We went into a narrow hall about 5'-6" tall and 7' long. It turned 90 degrees into another hall heading into the interior of the ridge. This had a room off to the right which had a similar blast corner, but which opened out into a 110' x 20' room with a slanting ceiling. The hall continued on for about 40 feet, and then went down at a slant for another 10 feet, where it turned into another room about 1/4 the size of the front room. The front room had some interesting features. There was a pit in the corner about the size of a bushel basket, but three times as deep. This puzzled us at first, but we remembered our own fox hole construction, with a pit to kick hand grenades.

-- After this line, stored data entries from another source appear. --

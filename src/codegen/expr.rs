//! Expression dispatch, literals, identifiers and unary operators.

use crate::ast::{Expr, Literal, Place, StepOp, UnaryOp};
use crate::diagnostic::Diagnostic;
use crate::ir::{Type, Value};
use crate::span::{Span, Spanned};

use super::array::{Access, PlaceRef};
use super::scope::Slot;
use super::types::{literal_is_integral, type_name};
use super::{CodeGen, GenResult};

impl<'b> CodeGen<'b> {
    /// Lower one expression to a value.
    pub(crate) fn build_expr(&mut self, expr: &Spanned<Expr>) -> GenResult<Value> {
        match &expr.node {
            Expr::Literal(lit) => self.build_literal(lit, expr.span),
            Expr::Var(name) => self.build_var(name, expr.span),
            Expr::Paren(inner) => self.build_expr(inner),
            Expr::BinOp { op, lhs, rhs } => self.build_binop(*op, lhs, rhs, expr.span),
            Expr::Unary { op, operand } => self.build_unary(*op, operand, expr.span),
            Expr::Step { op, place } => self.build_step(*op, place, expr.span),
            Expr::Cast { target, expr: inner } => self.build_cast(target, inner, expr.span),
            Expr::Call { name, args } => self.build_call(name, args, expr.span),
            Expr::MethodCall {
                receiver,
                method,
                args,
            } => self.build_method_call(receiver, method, args, expr.span),
            Expr::FieldAccess { expr: obj, field } => self.build_field_access(obj, field),
            Expr::ArrayInit(elems) => Ok(self.build_array_literal(elems, None, expr.span)?.0),
            Expr::Index {
                expr: base,
                indices,
            } => self.build_index(base, indices, expr.span),
        }
    }

    // ── Literals ──────────────────────────────────────────────────

    /// Integral numbers become `i32`, everything else `double`. A `char`
    /// is one byte, so only code points up to U+00FF are accepted.
    pub(crate) fn build_literal(&mut self, lit: &Literal, span: Span) -> GenResult<Value> {
        Ok(match lit {
            Literal::Number(n) if literal_is_integral(*n) => self.ir.const_i32(*n as i64),
            Literal::Number(n) => self.ir.const_f64(*n),
            Literal::Str(s) => self.ir.const_string(s),
            Literal::Char(c) => match u8::try_from(u32::from(*c)) {
                Ok(byte) => self.ir.const_char(byte),
                Err(_) => {
                    return Err(Diagnostic::error(
                        format!("Character literal out of range: '{}' (U+{:04X})", c, u32::from(*c)),
                        span,
                    )
                    .with_help("a char holds a single byte"))
                }
            },
            Literal::Bool(b) => self.ir.const_bool(*b),
        })
    }

    // ── Identifiers ───────────────────────────────────────────────

    /// Slot bound to `name`, or an "Undefined variable" error.
    pub(crate) fn lookup(&self, name: &str, span: Span) -> GenResult<Slot> {
        self.scopes
            .resolve(name)
            .cloned()
            .ok_or_else(|| Diagnostic::error(format!("Undefined variable: {}", name), span))
    }

    fn build_var(&mut self, name: &str, span: Span) -> GenResult<Value> {
        let slot = self.lookup(name, span)?;
        if let Some(ty_name) = slot.struct_name() {
            return Err(Diagnostic::error(
                format!("Struct value cannot be used as an expression: {}", name),
                span,
            )
            .with_note(format!("'{}' has type {}", name, ty_name)));
        }
        if slot.ty.is_array() {
            // decays to the address of the first element
            let zero = self.ir.const_i32(0);
            let mut idx = vec![zero.clone()];
            idx.extend(std::iter::repeat(zero).take(slot.ty.array_rank()));
            return Ok(self.ir.gep(slot.ty.clone(), slot.ptr, idx));
        }
        Ok(self.ir.load(slot.ty, slot.ptr))
    }

    // ── Places ────────────────────────────────────────────────────

    /// Address of an assignable place.
    pub(crate) fn place_ref(&mut self, place: &Spanned<Place>, access: Access) -> GenResult<PlaceRef> {
        match &place.node {
            Place::Var(name) => {
                let slot = self.lookup(name, place.span)?;
                if slot.struct_name().is_some() {
                    return Err(Diagnostic::error(
                        format!("Cannot assign to struct value: {}", name),
                        place.span,
                    ));
                }
                if slot.ty.is_array() {
                    return Err(Diagnostic::error(
                        format!("Cannot assign to array: {}", name),
                        place.span,
                    ));
                }
                Ok(PlaceRef::new(slot.ptr, slot.ty))
            }
            Place::Field(obj, field) => {
                let (addr, ty_name) = self.place_object(obj)?;
                self.field_ref(&ty_name, addr, field)
            }
            Place::Index(base, indices) => match &base.node {
                Place::Var(name) => {
                    let slot = self.lookup(name, base.span)?;
                    self.index_slot(name, &slot, indices, access, place.span)
                }
                _ => {
                    let target = self.place_ref(base, access)?;
                    if !target.ty.is_ptr() {
                        return Err(Diagnostic::error(
                            format!("Cannot index a value of type {}", type_name(&target.ty)),
                            base.span,
                        ));
                    }
                    let s = self.ir.load(Type::PTR, target.ptr);
                    self.index_string(s, indices, access, place.span)
                }
            },
        }
    }

    // ── Unary operators ───────────────────────────────────────────

    fn build_unary(
        &mut self,
        op: UnaryOp,
        operand: &Spanned<Expr>,
        span: Span,
    ) -> GenResult<Value> {
        let v = self.build_expr(operand)?;
        match op {
            UnaryOp::Neg | UnaryOp::Plus if !v.ty.is_numeric() => Err(Diagnostic::error(
                format!("Unary {} requires a numeric operand", op.as_str()),
                span,
            )
            .with_note(format!("found {}", type_name(&v.ty)))),
            UnaryOp::Neg => Ok(self.ir.neg(v)),
            UnaryOp::Plus => Ok(v),
            UnaryOp::Not => {
                let b = self.to_bool(v, span)?;
                Ok(self.ir.not(b))
            }
        }
    }

    /// `++x` / `--x` / `++a[i]`: update in place and yield the new value.
    fn build_step(&mut self, op: StepOp, place: &Spanned<Place>, span: Span) -> GenResult<Value> {
        let target = self.place_ref(place, Access::Compound)?;
        if !target.ty.is_numeric() || target.ty.is_bool() {
            return Err(Diagnostic::error(
                "Increment and decrement require a numeric variable",
                span,
            ));
        }
        let current = self.ir.load(target.ty.clone(), target.ptr.clone());
        let one = match &target.ty {
            Type::Float => self.ir.const_f32(1.0),
            Type::Double => self.ir.const_f64(1.0),
            ty => self.ir.const_int(ty.clone(), 1),
        };
        let next = match op {
            StepOp::Inc => self.ir.add(current, one),
            StepOp::Dec => self.ir.sub(current, one),
        };
        self.ir.store(next.clone(), target.ptr);
        Ok(next)
    }
}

The roof caught our attention. The room had been carved straight down into the ridge and not from the small hallway. The entire roof was open, and a network of heavy timbers laid side by side was supported by the walls. It formed a slanted roof nearly 10-foot high on the ridge side, and 7' tall on the outside. Timber roofs were not unusual for bunkers, but we uncovered one end of the roof timbers and found that the roof really consisted of side-by-side railroad rails. A layer of canvas, and then dirt were covered by rocks to conceal the roof. It was a fort. Men could live inside through the best barrage we could muster, unless we faced a gun at it at short range and used armor piercing rounds. If they had their access collapsed, they were capable of digging out, even through to the other side. Their ammunition was safe in the small lower room, and the twists and turns of the halls kept blasts from being a hazard. It was great! I was full of ideas when I returned home, and I sketched one out that involved digging down into a similar hillside in the rear of the gun closest to the exec post.

We did not have a stone hill to dig into, but the bunker would be aligned lengthwise toward the enemy, presenting the smallest face to possible fire. I began to go into the details, and soon had diagrams of footings for columns, as well as a drainage system to keep the spongy hillside from making the inside a mud room. The roof I resolved to make as strong as the Chinese one, and after some inquiry I found an area with a railroad that was not yet stripped. After explaining the plan to the gun sergeant who would supervise the work, I set out with the detail men to cut up the railroad. We had no tools or torches, so I took thermite grenades to burn through the rails. We had a surplus of them, for they were used to destroy the guns in case we had to abandon them.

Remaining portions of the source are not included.